Rachel Kyte CMG FEI, Dean Emerita of The Fletcher School at Tufts

Photo: Rachel Kyte

The UN's annual Conference of the Parties (COP28) will take place in the United Arab Emirates (UAE) in November and December. Rachel Kyte CMG HonFEI, Dean Emerita of The Fletcher School at Tufts, a director of the Private Infrastructure Development Group (PIDG), an advisor to private, public and philanthropic capital on climate transitions, and a member of the G20 Independent Expert Group on multilateral development bank reform, presents her thoughts.

For most of 2023, discussions around COP28 have focused on the selection of a petrostate as host and an energy executive, Dr Sultan Al Jaber, as COP President-elect. But these choices beg a more important question for the UAE – with the COP President deeply engaged in both fossil fuel and renewable energy, can the UAE be the leader that brings together the energy world in a way that pushes forward the energy transition?

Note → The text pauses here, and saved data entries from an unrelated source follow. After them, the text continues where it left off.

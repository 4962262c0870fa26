// Copyright 2025 the Tether Authors
// SPDX-License-Identifier: Apache-2.0 OR MIT

//! Public types for placement: sides, alignment, requests and results.

use kurbo::{Point, Rect, Size};

/// Margin kept between a clamped panel and the viewport edges.
pub const DEFAULT_COLLISION_PADDING: f64 = 8.0;

/// Edge of the trigger that the panel is placed against.
#[derive(Copy, Clone, Debug, Default, PartialEq, Eq, Hash)]
#[cfg_attr(feature = "serde", derive(serde::Serialize, serde::Deserialize))]
#[cfg_attr(feature = "serde", serde(rename_all = "lowercase"))]
pub enum Side {
    /// Above the trigger.
    Top,
    /// Below the trigger.
    #[default]
    Bottom,
    /// Left of the trigger.
    Left,
    /// Right of the trigger.
    Right,
}

impl Side {
    /// All four sides, in declaration order.
    pub const ALL: [Self; 4] = [Self::Top, Self::Bottom, Self::Left, Self::Right];

    /// The side across the trigger from this one.
    pub const fn opposite(self) -> Self {
        match self {
            Self::Top => Self::Bottom,
            Self::Bottom => Self::Top,
            Self::Left => Self::Right,
            Self::Right => Self::Left,
        }
    }

    /// The axis along which the panel is offset from the trigger.
    ///
    /// `Top`/`Bottom` move the panel vertically, `Left`/`Right` horizontally.
    pub const fn axis(self) -> Axis {
        match self {
            Self::Top | Self::Bottom => Axis::Vertical,
            Self::Left | Self::Right => Axis::Horizontal,
        }
    }
}

/// A screen axis.
#[derive(Copy, Clone, Debug, PartialEq, Eq, Hash)]
pub enum Axis {
    /// The x axis.
    Horizontal,
    /// The y axis.
    Vertical,
}

impl Axis {
    /// The perpendicular axis.
    pub const fn cross(self) -> Self {
        match self {
            Self::Horizontal => Self::Vertical,
            Self::Vertical => Self::Horizontal,
        }
    }
}

/// Alignment of the panel along the axis perpendicular to its [`Side`].
#[derive(Copy, Clone, Debug, Default, PartialEq, Eq, Hash)]
#[cfg_attr(feature = "serde", derive(serde::Serialize, serde::Deserialize))]
#[cfg_attr(feature = "serde", serde(rename_all = "lowercase"))]
pub enum Align {
    /// Flush with the trigger's leading edge (left or top).
    Start,
    /// Centered on the trigger.
    #[default]
    Center,
    /// Flush with the trigger's trailing edge (right or bottom).
    End,
}

/// What the calling widget asks for.
///
/// Immutable per render. Construct with [`PlacementRequest::new`] or
/// [`Default`] and refine with the `with_*` builders.
#[derive(Copy, Clone, Debug, PartialEq)]
#[cfg_attr(feature = "serde", derive(serde::Serialize, serde::Deserialize))]
#[cfg_attr(feature = "serde", serde(default))]
pub struct PlacementRequest {
    /// Preferred side.
    pub side: Side,
    /// Alignment along the cross axis.
    pub align: Align,
    /// Gap between trigger and panel along the side's axis.
    pub side_offset: f64,
    /// Shift along the cross axis, applied after alignment.
    pub align_offset: f64,
    /// Flip to the opposite side when the preferred side overflows.
    pub avoid_collisions: bool,
    /// Margin kept from the viewport edges when clamping the cross axis.
    pub collision_padding: f64,
}

impl Default for PlacementRequest {
    fn default() -> Self {
        Self {
            side: Side::Bottom,
            align: Align::Center,
            side_offset: 0.0,
            align_offset: 0.0,
            avoid_collisions: true,
            collision_padding: DEFAULT_COLLISION_PADDING,
        }
    }
}

impl PlacementRequest {
    /// Request for `side` and `align` with no offsets and collisions avoided.
    pub fn new(side: Side, align: Align) -> Self {
        Self {
            side,
            align,
            ..Self::default()
        }
    }

    /// Set the preferred side.
    #[must_use]
    pub fn with_side(mut self, side: Side) -> Self {
        self.side = side;
        self
    }

    /// Set the cross-axis alignment.
    #[must_use]
    pub fn with_align(mut self, align: Align) -> Self {
        self.align = align;
        self
    }

    /// Set the gap between trigger and panel.
    #[must_use]
    pub fn with_side_offset(mut self, offset: f64) -> Self {
        self.side_offset = offset;
        self
    }

    /// Set the cross-axis shift.
    #[must_use]
    pub fn with_align_offset(mut self, offset: f64) -> Self {
        self.align_offset = offset;
        self
    }

    /// Enable or disable the single collision flip.
    #[must_use]
    pub fn with_avoid_collisions(mut self, avoid: bool) -> Self {
        self.avoid_collisions = avoid;
        self
    }

    /// Set the viewport margin used by cross-axis clamping.
    #[must_use]
    pub fn with_collision_padding(mut self, padding: f64) -> Self {
        self.collision_padding = padding;
        self
    }
}

/// Where the panel goes, in viewport coordinates.
///
/// This is the only value a view layer needs to apply absolute positioning.
#[derive(Copy, Clone, Debug, PartialEq)]
#[cfg_attr(feature = "serde", derive(serde::Serialize, serde::Deserialize))]
pub struct Placement {
    /// Distance from the viewport top to the panel's top edge.
    pub top: f64,
    /// Distance from the viewport left to the panel's left edge.
    pub left: f64,
    /// The side actually used. Differs from the requested side after a flip.
    pub side: Side,
}

impl Placement {
    /// Top-left corner of the panel.
    pub fn origin(&self) -> Point {
        Point::new(self.left, self.top)
    }

    /// Panel bounds for a panel of the given size.
    pub fn bounds(&self, content: Size) -> Rect {
        Rect::from_origin_size(self.origin(), content)
    }

    /// Whether this placement used a different side than `request` asked for.
    pub fn flipped(&self, request: &PlacementRequest) -> bool {
        self.side != request.side
    }
}
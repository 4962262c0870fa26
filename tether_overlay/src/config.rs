// Copyright 2025 the Tether Authors
// SPDX-License-Identifier: Apache-2.0 OR MIT

//! Per-overlay configuration.

use tether_placement::PlacementRequest;

/// Default grace period between `close()` and unmount, matching a typical exit
/// transition.
pub const DEFAULT_CLOSE_DELAY_MS: u64 = 200;

/// How an overlay places itself and when it closes.
#[derive(Copy, Clone, Debug, PartialEq)]
#[cfg_attr(feature = "serde", derive(serde::Serialize, serde::Deserialize))]
#[cfg_attr(feature = "serde", serde(default))]
pub struct OverlayConfig {
    /// Side, alignment and offsets relative to the trigger.
    pub placement: PlacementRequest,
    /// Milliseconds between entering `Closing` and unmounting.
    pub close_delay_ms: u64,
    /// Give up (and close) after this many sampling frames without a usable size.
    ///
    /// `None` keeps sampling until the content is laid out or the overlay is torn
    /// down.
    pub max_measure_frames: Option<u32>,
    /// Re-position on scroll and resize while visible.
    pub track_position: bool,
    /// Close on Escape.
    pub dismiss_on_escape: bool,
    /// Close on pointer down outside the trigger and the panel.
    pub dismiss_on_outside_pointer: bool,
    /// Close when focus moves outside the trigger and the panel.
    pub dismiss_on_focus_outside: bool,
}

impl Default for OverlayConfig {
    fn default() -> Self {
        Self {
            placement: PlacementRequest::default(),
            close_delay_ms: DEFAULT_CLOSE_DELAY_MS,
            max_measure_frames: None,
            track_position: true,
            dismiss_on_escape: true,
            dismiss_on_outside_pointer: true,
            dismiss_on_focus_outside: true,
        }
    }
}

impl OverlayConfig {
    /// Default configuration with the given placement.
    pub fn new(placement: PlacementRequest) -> Self {
        Self {
            placement,
            ..Self::default()
        }
    }

    /// Set the placement request.
    #[must_use]
    pub fn with_placement(mut self, placement: PlacementRequest) -> Self {
        self.placement = placement;
        self
    }

    /// Set the close grace period.
    #[must_use]
    pub fn with_close_delay_ms(mut self, ms: u64) -> Self {
        self.close_delay_ms = ms;
        self
    }

    /// Cap the number of sampling frames.
    #[must_use]
    pub fn with_max_measure_frames(mut self, frames: Option<u32>) -> Self {
        self.max_measure_frames = frames;
        self
    }

    /// Enable or disable scroll/resize tracking.
    #[must_use]
    pub fn with_track_position(mut self, track: bool) -> Self {
        self.track_position = track;
        self
    }

    /// Enable or disable all three dismissal gestures at once.
    #[must_use]
    pub fn with_dismissal(mut self, enabled: bool) -> Self {
        self.dismiss_on_escape = enabled;
        self.dismiss_on_outside_pointer = enabled;
        self.dismiss_on_focus_outside = enabled;
        self
    }
}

In September, the UN published a Global Stocktake (GST) and a synthesis report. A mandate of the Paris Agreement, the GST is the first scheduled, periodic assessment of progress. While energy transitions are underway, the GST is transparent that we are not on track. And a principal conclusion is that we must phase out all unabated fossil fuels and end exploration by 2030. This explicit conclusion on fossil fuel phase-out and findings that we must treble renewable energy and double energy efficiency by 2030 means that the UAE must deliver an ambitious energy package at COP28.


What could a Dubai energy package look like?

While it's not in the power of the COP28 presidency to manage global economic policy, the President can urge member states for policy coherence in support of climate goals. Two issues need high-level political attention to gain traction. It is time to put some political heft behind the phase-out of fossil fuel subsidies. And it's time to push forward effective carbon pricing.  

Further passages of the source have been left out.